Agus Riewanto, pakar hukum tata negara dari Fakultas Hukum Univeritas Sebelas Maret, dalam diskusi daring bertajuk ‘Menakar Urgensi Pengadilan Khusus Pemilu’, yang digelar Perludem, Minggu (2/8), menyebut ada lima pintu dalam sistem peradilan kasus pemilu di Indonesia.

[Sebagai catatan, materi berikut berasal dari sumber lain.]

//! Per-hazard risk scorers.
//!
//! Every scorer is a pure function of the resolved region, its base
//! statistics, and the query coordinate. When the statistics are missing
//! (the coordinate fell outside every known region, or the region has no
//! statistics) the scorer returns a fixed low-confidence default instead of
//! failing.

pub mod earthquake;
pub mod flood;
pub mod hurricane;
pub mod wildfire;

use hazard_map_hazard_models::RiskScore;

/// Factor reported for every out-of-coverage default.
pub const OUT_OF_COVERAGE_FACTOR: &str = "Location outside California coverage area";

/// Builds an out-of-coverage default score.
fn out_of_coverage(raw: f64, source: &str) -> RiskScore {
    RiskScore::from_raw(raw, vec![OUT_OF_COVERAGE_FACTOR.to_string()], source)
}

/// How a region is named in factor text.
fn region_label(region: Option<&str>) -> String {
    region.map_or_else(|| "This area".to_string(), |name| format!("{name} County"))
}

Yakni, pengadilan kasus pelanggaran administrasi di Bawaslu hingga jenjang kabupaten/kota, pelanggaran pidana pemilu di Sentra Penegakan Hukum Terpadu dan pengadilan negeri, sengketa proses pemilu di Bawaslu, kode etik penyelenggara pemilu di DKPP, dan perselisihan hasil pemilu di Mahkamah Konstitusi (MK).
“Praktek justice in many rooms,” katanya, “membuka peluang orang untuk mencoba mencari keuntungan. Jika di tempat ini gagal, cari lagi di tempat lain. Tentu ini membahayakan sistem pemilu kita karena menjadi tidak pasti dan membuat orang coba-coba.”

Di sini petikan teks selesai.